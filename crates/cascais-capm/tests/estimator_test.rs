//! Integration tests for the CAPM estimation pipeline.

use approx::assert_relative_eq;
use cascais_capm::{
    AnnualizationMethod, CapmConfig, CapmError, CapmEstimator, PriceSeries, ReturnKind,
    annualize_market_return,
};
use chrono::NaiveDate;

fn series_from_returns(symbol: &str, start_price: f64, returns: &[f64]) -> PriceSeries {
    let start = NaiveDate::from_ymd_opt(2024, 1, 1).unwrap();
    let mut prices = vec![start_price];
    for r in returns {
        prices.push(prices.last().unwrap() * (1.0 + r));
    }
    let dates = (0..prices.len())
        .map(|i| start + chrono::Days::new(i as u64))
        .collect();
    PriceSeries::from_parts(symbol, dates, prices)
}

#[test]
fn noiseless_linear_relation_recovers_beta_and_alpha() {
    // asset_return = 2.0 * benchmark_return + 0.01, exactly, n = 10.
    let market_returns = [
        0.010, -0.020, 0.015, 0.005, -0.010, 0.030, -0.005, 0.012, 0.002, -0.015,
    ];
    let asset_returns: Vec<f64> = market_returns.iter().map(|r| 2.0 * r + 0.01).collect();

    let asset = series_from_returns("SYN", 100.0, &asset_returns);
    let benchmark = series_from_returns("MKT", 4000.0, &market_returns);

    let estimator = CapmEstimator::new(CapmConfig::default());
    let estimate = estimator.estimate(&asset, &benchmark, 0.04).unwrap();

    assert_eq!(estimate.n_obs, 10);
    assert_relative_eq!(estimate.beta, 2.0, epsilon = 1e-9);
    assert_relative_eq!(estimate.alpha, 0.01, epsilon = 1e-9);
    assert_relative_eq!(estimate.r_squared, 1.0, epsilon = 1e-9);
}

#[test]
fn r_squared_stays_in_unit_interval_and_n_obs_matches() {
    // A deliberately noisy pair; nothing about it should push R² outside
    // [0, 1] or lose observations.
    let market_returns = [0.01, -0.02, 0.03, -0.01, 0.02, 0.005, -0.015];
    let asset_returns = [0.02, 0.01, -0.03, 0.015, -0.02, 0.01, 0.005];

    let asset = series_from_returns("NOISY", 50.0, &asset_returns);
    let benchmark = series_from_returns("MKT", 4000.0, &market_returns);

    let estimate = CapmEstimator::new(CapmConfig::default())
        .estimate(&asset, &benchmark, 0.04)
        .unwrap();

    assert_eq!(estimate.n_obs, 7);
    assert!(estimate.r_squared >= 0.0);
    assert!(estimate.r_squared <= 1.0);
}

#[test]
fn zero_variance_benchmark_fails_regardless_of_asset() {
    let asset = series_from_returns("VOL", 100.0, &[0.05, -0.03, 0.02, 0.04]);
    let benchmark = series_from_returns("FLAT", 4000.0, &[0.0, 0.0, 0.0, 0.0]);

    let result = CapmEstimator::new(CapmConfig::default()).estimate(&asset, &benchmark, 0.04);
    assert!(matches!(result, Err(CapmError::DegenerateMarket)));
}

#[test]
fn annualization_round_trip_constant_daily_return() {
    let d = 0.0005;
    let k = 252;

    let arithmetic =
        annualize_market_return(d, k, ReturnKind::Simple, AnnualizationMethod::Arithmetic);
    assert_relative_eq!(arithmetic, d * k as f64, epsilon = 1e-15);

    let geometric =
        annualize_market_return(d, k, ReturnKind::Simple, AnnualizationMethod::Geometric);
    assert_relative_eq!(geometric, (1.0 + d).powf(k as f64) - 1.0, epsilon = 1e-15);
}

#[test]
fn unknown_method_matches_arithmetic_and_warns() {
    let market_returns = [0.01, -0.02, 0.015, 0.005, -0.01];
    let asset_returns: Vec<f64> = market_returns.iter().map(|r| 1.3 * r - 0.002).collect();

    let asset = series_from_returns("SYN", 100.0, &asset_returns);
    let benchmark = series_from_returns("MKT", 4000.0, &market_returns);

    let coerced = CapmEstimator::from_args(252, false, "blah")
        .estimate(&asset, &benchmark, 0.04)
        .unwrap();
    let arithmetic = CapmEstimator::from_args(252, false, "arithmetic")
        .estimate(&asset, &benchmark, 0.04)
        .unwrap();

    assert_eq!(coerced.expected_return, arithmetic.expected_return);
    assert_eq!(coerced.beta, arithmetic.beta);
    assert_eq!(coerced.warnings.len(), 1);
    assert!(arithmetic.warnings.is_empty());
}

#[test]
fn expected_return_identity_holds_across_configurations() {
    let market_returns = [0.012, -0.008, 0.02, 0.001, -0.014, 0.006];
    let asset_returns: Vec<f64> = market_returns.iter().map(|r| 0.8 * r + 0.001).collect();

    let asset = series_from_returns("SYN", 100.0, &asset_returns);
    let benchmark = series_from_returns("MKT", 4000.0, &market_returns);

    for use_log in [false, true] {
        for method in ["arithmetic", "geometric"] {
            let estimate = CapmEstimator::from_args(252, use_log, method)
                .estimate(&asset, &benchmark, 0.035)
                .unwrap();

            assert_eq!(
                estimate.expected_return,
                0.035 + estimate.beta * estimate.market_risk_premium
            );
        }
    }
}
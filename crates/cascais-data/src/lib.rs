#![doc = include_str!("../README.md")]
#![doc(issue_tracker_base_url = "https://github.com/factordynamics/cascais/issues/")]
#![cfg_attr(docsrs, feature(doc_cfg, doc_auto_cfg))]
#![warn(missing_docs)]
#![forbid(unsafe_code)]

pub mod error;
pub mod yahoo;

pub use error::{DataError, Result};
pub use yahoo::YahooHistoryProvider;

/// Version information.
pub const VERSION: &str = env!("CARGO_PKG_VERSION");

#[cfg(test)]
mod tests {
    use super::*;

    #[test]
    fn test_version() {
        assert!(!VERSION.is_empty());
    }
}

====================

Among the lines above, find those holding "AnnualizationMethod" and copy each one.

    AnnualizationMethod, CapmConfig, CapmError, CapmEstimator, PriceSeries, ReturnKind,
        annualize_market_return(d, k, ReturnKind::Simple, AnnualizationMethod::Arithmetic);
        annualize_market_return(d, k, ReturnKind::Simple, AnnualizationMethod::Geometric);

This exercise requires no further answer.